Gabapentin alone, with 1/2 of a 325mg Norco as a "rescue" when the RLS flared worked for about 3 years. Things got frustrating about 2 years ago, and the local doctor wasn't helping. I tried to get into Dr. Buchfuhrer on his one day a month at Stanford, but never got in. Finally switched doctors a 3rd time when the doc wouldn't stop harping on sleep apnea. Sleep study showed mild sleep apnea when I slept on my back, which I never do. My husband says I only snore on my back, and when he nudges me to role to my side, I don't snore, don't startle, no signs of sleep apnea he has noticed when I am on my side.
I have insomnia too. Will go to bed at 11-12, up a couple hours later, either from RLS or just insomnia, down for 2 hours, up again, etc. Lucky if I get 5 hours sleep.
Then I got cancer - diagnosed in January this year. Four months of chemo made me so sick, but all those drugs helped me sleep. I was down 60 lbs and eating very little. Then surgery, and Tramadol for a month meant no RLS. Finally finished the Tramadol and the RLS came back with a vengeance. I couldn't sleep more than a couple of hours without a Norco, RLS would happen in the afternoon some days, keep me awake at night, but then another day would be no RLS, but insomnia would keep me awake. I never got a good nights sleep. RLS wakes me up about 5am and I can't go back to bed.
THEN I had an epiphany... I had so many of my doctors appointments as video appointments due to covid and my compromised immune system... could I get a video visit with Dr. Buchfuhrer? Yep, easy, only waited 2 weeks. He spent an hour with me. He was awesome.
He said i was sort of augmenting on Mirapex, because it is so similar to Requip that I augmented on 15 years ago. I needed to get off Mirapex.
He wants me on Methadone. But, he can't prescribe for me because he has never seen me in person. So we have to convince my sleep doctor, and she isn't a fan of Methadone. Lots of back and forth, a few calls between her and Dr. B. They finally agree that I will use Methadone for a couple of weeks to get me off of Mirapex. I started the Methadone tonight. It makes me nervous. I need to understand it more. My doctor wants to only use Methadone for a couple of weeks. Dr. B wants me on it long term. I have no clue what I want. My doc wants to try to improve the RLS with more Gabapentin .. was on 800, she upped it to 1200 last month by adding a noon dose, she is now upping to 1400, increasing to 500 at noon and 6pm, 400 at 10pm. I keep falling asleep in my chair after dinner, which messes up my insomnia.
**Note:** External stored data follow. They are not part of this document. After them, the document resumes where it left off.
//! # Reassembly Buffer
//!
//! Receiver-side gap tracking and in-order delivery. Pure logic — the
//! receiver daemon feeds it decoded frames and drains events.
//!
//! ## Responsibilities
//!
//! 1. **In-order delivery**: emit payloads to the sink strictly by
//!    increasing sequence, each segment at most once
//! 2. **Out-of-order buffering**: hold future segments until the gap fills
//! 3. **ACK generation**: cumulative ACK plus up to four SACK ranges over
//!    the buffered runs
//! 4. **EOF handling**: mark stream completion, answer every EOF with an
//!    EOF-ACK
//!
//! In-order bulk arrival rate-limits ACKs to one per [`ACK_RATE_LIMIT`];
//! duplicates and out-of-order arrivals always ACK immediately, because
//! those duplicate cumulative ACKs are what drive the sender's fast
//! retransmit.

use std::collections::BTreeMap;
use std::time::Duration;

use bytes::Bytes;
use quanta::Instant;
use tracing::{debug, trace};

use crate::stats::ReceiverStats;
use crate::wire::{AckFrame, DataFrame, SackRange, MAX_SACK_RANGES};

/// Minimum spacing between ACKs during bulk in-order arrival.
pub const ACK_RATE_LIMIT: Duration = Duration::from_millis(10);

// ─── Events ──────────────────────────────────────────────────────────────────

/// Events the buffer generates for the receiver daemon.
#[derive(Debug, Clone, PartialEq, Eq)]
pub enum ReceiverEvent {
    /// An in-order payload, ready to append to the sink.
    Deliver(Bytes),
    /// An acknowledgment frame to transmit.
    SendAck(AckFrame),
    /// An EOF confirmation to transmit.
    SendEofAck,
}

// ─── ReassemblyBuffer ────────────────────────────────────────────────────────

pub struct ReassemblyBuffer {
    /// Smallest sequence not yet delivered to the sink.
    expected_seq: u32,
    /// Out-of-order segments above `expected_seq`.
    pending: BTreeMap<u32, Bytes>,
    /// Highest sequence observed.
    max_seen_seq: Option<u32>,
    /// Set once the first EOF frame arrives.
    file_complete: bool,
    last_ack_at: Option<Instant>,
    events: Vec<ReceiverEvent>,
    stats: ReceiverStats,
}

impl ReassemblyBuffer {
    pub fn new() -> Self {
        ReassemblyBuffer {
            expected_seq: 0,
            pending: BTreeMap::new(),
            max_seen_seq: None,
            file_complete: false,
            last_ack_at: None,
            events: Vec::new(),
            stats: ReceiverStats::default(),
        }
    }

    /// Process one decoded inbound frame.
    pub fn on_data(&mut self, frame: DataFrame, now: Instant) {
        match frame {
            DataFrame::Eof => {
                self.stats.eof_frames_seen += 1;
                if !self.file_complete {
                    self.file_complete = true;
                    debug!(
                        delivered = self.expected_seq,
                        pending = self.pending.len(),
                        "end of stream"
                    );
                }
                // Every EOF, first or duplicate, is confirmed.
                self.events.push(ReceiverEvent::SendEofAck);
            }
            DataFrame::Segment { seq, payload } => self.on_segment(seq, payload, now),
        }
    }

    fn on_segment(&mut self, seq: u32, payload: Bytes, now: Instant) {
        self.stats.packets_received += 1;
        self.stats.bytes_received += payload.len() as u64;
        self.note_seen(seq);

        if seq < self.expected_seq {
            // Late retransmission of something already delivered.
            trace!(seq, expected = self.expected_seq, "duplicate segment");
            self.stats.duplicates += 1;
            self.emit_ack(now, true);
        } else if seq == self.expected_seq {
            self.events.push(ReceiverEvent::Deliver(payload));
            self.expected_seq += 1;
            self.stats.packets_delivered += 1;
            // Drain everything the gap was holding back.
            while let Some(buffered) = self.pending.remove(&self.expected_seq) {
                self.events.push(ReceiverEvent::Deliver(buffered));
                self.expected_seq += 1;
                self.stats.packets_delivered += 1;
            }
            self.emit_ack(now, false);
        } else {
            // Future segment: a gap exists below it.
            if self.pending.contains_key(&seq) {
                self.stats.duplicates += 1;
            } else {
                trace!(seq, expected = self.expected_seq, "out-of-order segment");
                self.pending.insert(seq, payload);
                self.stats.out_of_order += 1;
            }
            // Out-of-order arrivals always ACK: the duplicate cumulative
            // ACKs trigger the sender's fast retransmit.
            self.emit_ack(now, true);
        }
    }

    /// Emit the current ACK regardless of rate limiting. The daemon calls
    /// this on every receive timeout.
    pub fn force_ack(&mut self, now: Instant) {
        self.emit_ack(now, true);
    }

    fn emit_ack(&mut self, now: Instant, force: bool) {
        if !force {
            if let Some(last) = self.last_ack_at {
                if now.duration_since(last) < ACK_RATE_LIMIT {
                    return;
                }
            }
        }
        let ack = self.current_ack();
        self.last_ack_at = Some(now);
        self.stats.acks_sent += 1;
        self.events.push(ReceiverEvent::SendAck(ack));
    }

    /// Cumulative ACK plus up to four SACK ranges over the buffered runs,
    /// earliest first.
    pub fn current_ack(&self) -> AckFrame {
        let mut sacks: Vec<SackRange> = Vec::new();
        for &seq in self.pending.keys() {
            match sacks.last_mut() {
                Some(last) if last.end() == seq && last.len < u16::MAX => last.len += 1,
                _ => {
                    if sacks.len() == MAX_SACK_RANGES {
                        break;
                    }
                    sacks.push(SackRange { start: seq, len: 1 });
                }
            }
        }
        AckFrame::Ack {
            cum_ack: self.expected_seq,
            sacks,
        }
    }

    /// Drain accumulated events in order.
    pub fn drain_events(&mut self) -> impl Iterator<Item = ReceiverEvent> + '_ {
        self.events.drain(..)
    }

    pub fn pending_events(&self) -> usize {
        self.events.len()
    }

    /// Smallest sequence not yet delivered to the sink.
    pub fn expected_seq(&self) -> u32 {
        self.expected_seq
    }

    /// Number of buffered out-of-order segments.
    pub fn pending_len(&self) -> usize {
        self.pending.len()
    }

    /// Whether all received data is contiguous with the delivery point.
    pub fn pending_is_empty(&self) -> bool {
        self.pending.is_empty()
    }

    /// Highest sequence observed so far.
    pub fn max_seen_seq(&self) -> Option<u32> {
        self.max_seen_seq
    }

    /// Whether the EOF frame has been seen.
    pub fn file_complete(&self) -> bool {
        self.file_complete
    }

    /// How many EOF frames have been seen.
    pub fn eof_frames_seen(&self) -> u64 {
        self.stats.eof_frames_seen
    }

    pub fn stats(&self) -> &ReceiverStats {
        &self.stats
    }

    fn note_seen(&mut self, seq: u32) {
        if self.max_seen_seq.map_or(true, |m| seq > m) {
            self.max_seen_seq = Some(seq);
        }
    }
}

impl Default for ReassemblyBuffer {
    fn default() -> Self {
        Self::new()
    }
}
She wants me to go to bed no earlier than 11pm.
So, please tell me the positive and negative to staying on Methadone vs. just using it while I withdraw from Mirapex. Any links to help me educate myself on methadone and RLS? Do I really want to be on it long term? What else could I do if not Methadone?
One option is to drive to LA and see Dr. B in person so he can prescribe meds for me so I don't have to have my current sleep doctor agree with his plan.